Maintenant, elle ne veut plus rien avoir à faire avec les poupées – mais pourquoi mon bébé voudrait-il grandir si tôt? Qu’est-ce qui est si séduisant à l’âge adulte dans ses yeux qui lui donne envie de laisser tout le plaisir d’être un enfant derrière?

Oh, mon Dieu, sortira-t-elle bientôt? Est-ce même dans son esprit ?, Je me suis dit quand j’ai vu deux adolescents se promener à côté de nous se tenant la main.

J’ai regardé autour de moi et je n’ai pu la voir nulle part. Mon cœur battait la chamade. J’ai perdu mon bébé dans la boutique. J’ai été tenté de crier son nom, mais je me suis arrêté quand je l’ai vue devant moi, au dernier endroit où je l’avais imaginée après la brève conversation que nous avons eue.

Mon cœur a fondu quand je l’ai vue regarder un jouet. Elle se tenait devant la section des jouets, et elle était là, un regard de doute et d’hésitation dans ses yeux.

J’ai senti une lutte en elle. Elle voulait atteindre ce nouveau jouet. Elle est curieuse. Elle veut toujours être une petite fille, mais en même temps, elle veut agir toute adulte.

Je me suis déplacé à côté d’elle. Tu sais quelque chose, grandir est tellement ennuyeux, dis-je.

Dieu merci, je ne l’ai jamais fait et je ne le ferai jamais, dis-je avec effronterie tout en montrant la chemise Batman que je portais.

J’ai atteint et attrapé le jouet. Eh bien, je peux l’acheter pour ton frère et ta sœur », ai-je dit. «Ce sont toujours des enfants après tout.

J’ai regardé ses yeux alors qu’ils brillaient. Elle savait que j’avais pris la décision pour elle. Elle aura ce jouet, mais ce ne sera pas pour elle; elle agira toujours toute adulte.

Oui, ils le sont, et je peux aider à les superviser, a-t-elle dit avec un grand sourire sur son visage, ce sourire que ma petite fille avait toujours quand elle a acheté un nouveau jouet.

Et là, je savais qu’elle pourrait grandir, avoir des attitudes et des goûts différents, mais au fond, elle sera toujours ma petite fille. Elle a toujours besoin de mes conseils et de ma direction, mais probablement de nouvelles façons que j’ai besoin d’apprendre en cours de route.

En tant que mère, je pensais que ce serait formidable d’avoir un enfant qui est presque indépendant – et après toutes ces collations et ces cris et ces nuits blanches, ce serait génial. Mais ce n’était pas le cas. C’était le contraire.

Je me suis soudain senti coincé. Où est cette parentalité pour les nuls quand vous en avez besoin?
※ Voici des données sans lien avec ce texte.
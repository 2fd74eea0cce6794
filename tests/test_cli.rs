use std::io::{Read, Write};
use std::net::{Shutdown, TcpListener};
use std::process::{Command, Output};
use std::thread;
use std::time::Duration;

fn client(args: &[&str]) -> Output {
    Command::new(env!("CARGO_BIN_EXE_client"))
        .args(args)
        .env_remove("RUST_LOG")
        .output()
        .expect("failed to run client")
}

/// A listener that fails the test if anything connects to it before it is dropped.
fn tripwire() -> (TcpListener, u16) {
    let listener = TcpListener::bind("127.0.0.1:0").unwrap();
    listener.set_nonblocking(true).unwrap();
    let port = listener.local_addr().unwrap().port();
    (listener, port)
}

fn assert_usage(output: &Output) {
    assert_eq!(output.status.code(), Some(1));
    assert!(output.stdout.is_empty());
    let stderr = String::from_utf8_lossy(&output.stderr);
    assert!(stderr.contains("usage: client HOSTNAME:PORT/PATH"), "stderr: {}", stderr);
}

#[test]
fn test_no_arguments() {
    assert_usage(&client(&[]));
}

#[test]
fn test_too_many_arguments() {
    let (listener, port) = tripwire();
    let first = format!("127.0.0.1:{}/a", port);
    let second = format!("127.0.0.1:{}/b", port);

    assert_usage(&client(&[&first, &second]));
    assert!(listener.accept().is_err(), "client connected despite bad usage");
}

#[test]
fn test_malformed_url() {
    let output = client(&["example.com"]);
    assert_eq!(output.status.code(), Some(1));
    assert!(output.stdout.is_empty());
    let stderr = String::from_utf8_lossy(&output.stderr);
    assert!(stderr.contains("malformed url"), "stderr: {}", stderr);
}

#[test]
fn test_help_exits_zero() {
    let output = client(&["--help"]);
    assert_eq!(output.status.code(), Some(0));
    assert!(String::from_utf8_lossy(&output.stdout).contains("HOSTNAME:PORT/PATH"));
}

/// Serves a single connection: reads the request head, replies with `reply` and closes.
fn serve_once(reply: Vec<u8>) -> (u16, thread::JoinHandle<()>) {
    let listener = TcpListener::bind("127.0.0.1:0").unwrap();
    let port = listener.local_addr().unwrap().port();
    let handle = thread::spawn(move || {
        let (mut stream, _) = listener.accept().unwrap();
        stream.set_read_timeout(Some(Duration::from_secs(5))).unwrap();
        let mut head = Vec::new();
        let mut byte = [0u8; 1];
        while !head.ends_with(b"\r\n\r\n") && stream.read(&mut byte).unwrap() == 1 {
            head.push(byte[0]);
        }
        stream.write_all(&reply).unwrap();
        stream.shutdown(Shutdown::Both).unwrap();
    });
    (port, handle)
}

#[test]
fn test_immediate_close_exits_zero() {
    let (port, server) = serve_once(Vec::new());

    let output = client(&[&format!("127.0.0.1:{}/", port)]);
    server.join().unwrap();

    assert_eq!(output.status.code(), Some(0));
    assert!(output.stdout.is_empty());
}

#[test]
fn test_streams_response_to_stdout() {
    let reply = b"HTTP/1.1 500 Internal Server Error\r\n\r\nbinary\x00tail".to_vec();
    let (port, server) = serve_once(reply.clone());

    let output = client(&[&format!("127.0.0.1:{}/index.html", port)]);
    server.join().unwrap();

    assert_eq!(output.status.code(), Some(0));
    assert_eq!(output.stdout, reply);
}

#[test]
fn test_connection_failure_exits_one() {
    let port = TcpListener::bind("127.0.0.1:0").unwrap().local_addr().unwrap().port();

    let output = client(&[&format!("127.0.0.1:{}/", port)]);
    assert_eq!(output.status.code(), Some(1));
    assert!(output.stdout.is_empty());
    assert!(String::from_utf8_lossy(&output.stderr).contains("connection failed"));
}
use std::io;
use std::process;
use std::time::Duration;

use clap::error::ErrorKind as ClapErrorKind;
use clap::{ArgAction, Parser};
use log::LevelFilter;

use rawget::{Error, ErrorKind, ParsedUrl, Settings};

/// Fetch HOSTNAME:PORT/PATH with a single HTTP/1.1 GET and print the raw response.
#[derive(Debug, Parser)]
#[command(name = "client", version)]
struct Cli {
    /// What to fetch, e.g. localhost:3490/d20.
    #[arg(value_name = "HOSTNAME:PORT/PATH")]
    url: String,

    /// Give up on each connection attempt after this many seconds.
    #[arg(long, value_name = "SECS", value_parser = parse_secs, default_value = "30")]
    connect_timeout: Duration,

    /// Fail when the server sends nothing for this many seconds.
    #[arg(long, value_name = "SECS", value_parser = parse_secs)]
    read_timeout: Option<Duration>,

    /// Fail when the whole exchange takes longer than this many seconds.
    #[arg(long, value_name = "SECS", value_parser = parse_secs)]
    timeout: Option<Duration>,

    /// Log more to stderr, repeat for more detail. RUST_LOG takes precedence.
    #[arg(short, long, action = ArgAction::Count)]
    verbose: u8,
}

impl Cli {
    fn settings(&self) -> Settings {
        let mut settings = Settings::default().connect_timeout(self.connect_timeout);
        if let Some(read_timeout) = self.read_timeout {
            settings = settings.read_timeout(read_timeout);
        }
        if let Some(timeout) = self.timeout {
            settings = settings.timeout(timeout);
        }
        settings
    }

    fn log_level(&self) -> LevelFilter {
        match self.verbose {
            0 => LevelFilter::Warn,
            1 => LevelFilter::Info,
            2 => LevelFilter::Debug,
            _ => LevelFilter::Trace,
        }
    }
}

fn parse_secs(s: &str) -> Result<Duration, String> {
    let secs: f64 = s.parse().map_err(|_| format!("{:?} is not a number of seconds", s))?;
    let duration = Duration::try_from_secs_f64(secs).map_err(|_| format!("{:?} is out of range", s))?;
    if duration.is_zero() {
        return Err(format!("{:?} must be a positive number of seconds", s));
    }
    Ok(duration)
}

fn main() {
    let cli = match Cli::try_parse() {
        Ok(cli) => cli,
        Err(err) => match err.kind() {
            ClapErrorKind::DisplayHelp | ClapErrorKind::DisplayVersion => {
                let _ = err.print();
                process::exit(0);
            }
            _ => {
                eprintln!("{}", Error::from(ErrorKind::Usage));
                eprint!("{}", err);
                process::exit(1);
            }
        },
    };

    env_logger::Builder::new()
        .filter_level(cli.log_level())
        .parse_default_env()
        .init();

    let settings = cli.settings();
    log::debug!("{:?}", settings);

    let stdout = io::stdout();
    let result = ParsedUrl::parse(&cli.url).and_then(|url| rawget::run(&url, &settings, stdout.lock()));

    match result {
        Ok(count) => log::info!("transfer complete, {} bytes", count),
        Err(err) => {
            log::debug!("{:?}", err);
            eprintln!("client: {}", err);
            process::exit(1);
        }
    }
}

#[test]
fn test_parse_secs() {
    assert_eq!(parse_secs("2"), Ok(Duration::from_secs(2)));
    assert_eq!(parse_secs("0.5"), Ok(Duration::from_millis(500)));
    assert!(parse_secs("0").is_err());
    assert!(parse_secs("-1").is_err());
    assert!(parse_secs("soon").is_err());
    assert!(parse_secs("NaN").is_err());
    assert!(parse_secs("inf").is_err());
    assert!(parse_secs("1e30").is_err());
    assert!(parse_secs("1e-12").is_err());
}

#[test]
fn test_cli_rejects_out_of_range_timeout() {
    let err = Cli::try_parse_from(["client", "--timeout", "1e30", "localhost:80/"]).unwrap_err();
    assert_eq!(err.kind(), ClapErrorKind::ValueValidation);
}

#[test]
fn test_cli_settings() {
    let cli = Cli::try_parse_from(["client", "--read-timeout", "1.5", "-vv", "localhost:80/"]).unwrap();
    assert_eq!(cli.url, "localhost:80/");
    assert_eq!(cli.connect_timeout, Duration::from_secs(30));
    assert_eq!(cli.read_timeout, Some(Duration::from_millis(1500)));
    assert_eq!(cli.timeout, None);
    assert_eq!(cli.log_level(), LevelFilter::Debug);
}

#[test]
fn test_cli_argument_count() {
    assert!(Cli::try_parse_from(["client"]).is_err());
    assert!(Cli::try_parse_from(["client", "a:1/", "b:2/"]).is_err());
}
Ces émotions mitigées m’avaient fait penser aux nombreuses façons dont je dois changer dans mon style parental: le mélange d’autorité et d’amitié qui doit être présent à cette étape de sa vie; trouver l’équilibre entre lui donner la liberté de faire ses propres choix, erreurs et décisions, tout en la gardant soigneusement sous contrôle et en la guidant.

Et quoi qu’il arrive, je sais juste qu’elle aura toujours ce bel esprit de jeune fille en elle. Peut-être que la vie la force à se durcir. Mais selon les mots de Maya Angelou, je vous souhaite de continuer. Continuez d’être qui et comment vous êtes, pour étonner un monde méchant avec vos actes de bonté. Continuez à permettre à l’humour d’alléger le fardeau de votre cœur tendre.

C’était facile quand je tenais sa main et la guidais, mais maintenant je dois apprendre à tenir sa main et à marcher à côté d’elle.